Try it
What is needed is every line of the data that includes the word "impl". Please copy each one.

[Saved data entries]
- - - -

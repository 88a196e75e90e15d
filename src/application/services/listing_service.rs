//! Listing service - enrichment and relevance ranking of search results

use std::sync::Arc;

use serde_json::{json, Map, Value};

use crate::application::errors::ChatError;
use crate::application::search::{extract_locations, extract_max_price, relevance};
use crate::application::search::query_parser::detect_property_type;
use crate::domain::entities::{ListingFilter, NlQueryResult, Property, SearchFilters};
use crate::domain::traits::{ListingStore, QueryEngine};

/// Rows kept when nothing clears the relevance threshold
const FALLBACK_RESULTS: usize = 3;

/// Search tunables
#[derive(Debug, Clone)]
pub struct SearchSettings {
    pub cbd_radius_km: f64,
    pub nearby_limit: usize,
    pub search_limit: usize,
    pub fuzzy_threshold: f64,
}

impl Default for SearchSettings {
    fn default() -> Self {
        Self {
            cbd_radius_km: 10.0,
            nearby_limit: 20,
            search_limit: 50,
            fuzzy_threshold: 40.0,
        }
    }
}

/// Shared access to listings and the NL query engine
pub struct ListingService {
    store: Arc<dyn ListingStore>,
    engine: Arc<dyn QueryEngine>,
    settings: SearchSettings,
}

impl ListingService {
    pub fn new(store: Arc<dyn ListingStore>, engine: Arc<dyn QueryEngine>, settings: SearchSettings) -> Self {
        Self { store, engine, settings }
    }

    pub fn store(&self) -> &dyn ListingStore {
        self.store.as_ref()
    }

    pub fn engine(&self) -> &dyn QueryEngine {
        self.engine.as_ref()
    }

    pub fn settings(&self) -> &SearchSettings {
        &self.settings
    }

    /// Run the NL query; rows whose `id` points at an unpaid listing are removed
    pub async fn query(&self, question: &str) -> Result<NlQueryResult, ChatError> {
        let mut result = self.engine.query(question).await?;

        let mut visible = Vec::with_capacity(result.rows.len());
        for row in result.rows.drain(..) {
            if let Some(id) = row.get("id").and_then(Value::as_i64) {
                if matches!(self.store.get_property(id).await?, Some(p) if !p.is_paid) {
                    continue;
                }
            }
            visible.push(row);
        }
        result.rows = visible;
        Ok(result)
    }

    /// Client-facing summaries for store results
    pub async fn summaries(&self, properties: &[Property]) -> Result<Vec<Value>, ChatError> {
        let mut out = Vec::with_capacity(properties.len());
        for property in properties {
            let images = self.store.images_for(property.id).await?;
            out.push(property.summary(images).to_value());
        }
        Ok(out)
    }

    /// Listings around a point, nearest first, each tagged with its distance
    pub async fn nearby(&self, latitude: f64, longitude: f64) -> Result<Vec<Value>, ChatError> {
        let found = self
            .store
            .nearby(latitude, longitude, self.settings.cbd_radius_km, self.settings.nearby_limit)
            .await?;

        let mut out = Vec::with_capacity(found.len());
        for (property, km) in found {
            let images = self.store.images_for(property.id).await?;
            out.push(property.summary(images).with_distance(km).to_value());
        }
        Ok(out)
    }

    /// Replace raw SQL rows with full listing summaries where the listing can be found.
    /// Rows resolving to unpaid listings are dropped.
    pub async fn enrich_rows(&self, rows: &[Map<String, Value>]) -> Result<Vec<Value>, ChatError> {
        let mut out = Vec::with_capacity(rows.len());

        for row in rows {
            let by_id = match row.get("id").and_then(Value::as_i64) {
                Some(id) => self.store.get_property(id).await?,
                None => None,
            };
            let property = match (by_id, row.get("title").and_then(Value::as_str)) {
                (Some(p), _) => Some(p),
                (None, Some(title)) if !title.is_empty() => self.store.find_property_by_title(title).await?,
                _ => None,
            };

            let value = match property {
                Some(p) if !p.is_paid => {
                    tracing::debug!("Dropping unpaid listing {} from query results", p.id);
                    continue;
                }
                Some(p) => {
                    let images = self.store.images_for(p.id).await?;
                    p.summary(images).to_value()
                }
                None => minimal_row(row),
            };
            out.push(value);
        }

        Ok(out)
    }

    /// Score each listing against the query, best first
    pub async fn rank(&self, query: &str, listings: Vec<Value>) -> Result<Vec<(f64, Value)>, ChatError> {
        let mut scored = Vec::with_capacity(listings.len());

        for listing in listings {
            let amenities = match listing.get("id").and_then(Value::as_i64) {
                Some(id) => self.store.amenities_for(id).await?.join(" "),
                None => String::new(),
            };
            let description = listing.get("description").and_then(Value::as_str).unwrap_or_default();
            let score = relevance(query, description, &amenities);
            scored.push((score, listing));
        }

        scored.sort_by(|a, b| b.0.total_cmp(&a.0));
        Ok(scored)
    }

    /// Ranked listings above the threshold, or the best few when none qualify
    pub async fn rank_and_filter(&self, query: &str, listings: Vec<Value>) -> Result<Vec<Value>, ChatError> {
        let scored = self.rank(query, listings).await?;
        let threshold = self.settings.fuzzy_threshold;

        let kept: Vec<Value> = scored
            .iter()
            .filter(|(score, _)| *score > threshold)
            .map(|(_, v)| v.clone())
            .collect();

        if kept.is_empty() {
            tracing::debug!("No listing above threshold {}, keeping top {}", threshold, FALLBACK_RESULTS);
            return Ok(scored.into_iter().take(FALLBACK_RESULTS).map(|(_, v)| v).collect());
        }
        Ok(kept)
    }

    /// Filter built from LLM-extracted intent, topped up with keyword parsing
    pub fn filter_from(&self, filters: &SearchFilters, text: &str) -> ListingFilter {
        let lowered = text.to_lowercase();
        let mut filter = ListingFilter::new(self.settings.search_limit);

        filter.cities.extend(filters.city.iter().map(|c| c.trim().to_lowercase()).filter(|c| !c.is_empty()));
        filter.suburbs.extend(filters.suburb.iter().map(|s| s.trim().to_lowercase()).filter(|s| !s.is_empty()));
        if !filter.has_location() {
            let found = extract_locations(&lowered);
            filter.suburbs = found.suburbs;
            filter.cities = found.cities;
            filter.places = found.ambiguous;
        }

        filter.property_type = filters
            .property_type
            .clone()
            .or_else(|| detect_property_type(&lowered).map(str::to_string));
        filter.max_price = filters.max_price.or_else(|| extract_max_price(&lowered));
        filter.amenities = filters.amenities.clone();
        filter.keywords = filters.keywords.clone();
        filter
    }
}

fn minimal_row(row: &Map<String, Value>) -> Value {
    let get = |key: &str| row.get(key).cloned().unwrap_or(Value::Null);
    json!({
        "id": get("id"),
        "title": row.get("title").and_then(Value::as_str).unwrap_or("Property"),
        "suburb": get("suburb"),
        "city": get("city"),
        "price": get("price"),
        "main_image": get("main_image"),
        "description": get("description"),
        "property_images": row.get("property_images").cloned().unwrap_or_else(|| json!([])),
    })
}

- - - -

Response box
impl Default for SearchSettings {
impl ListingService {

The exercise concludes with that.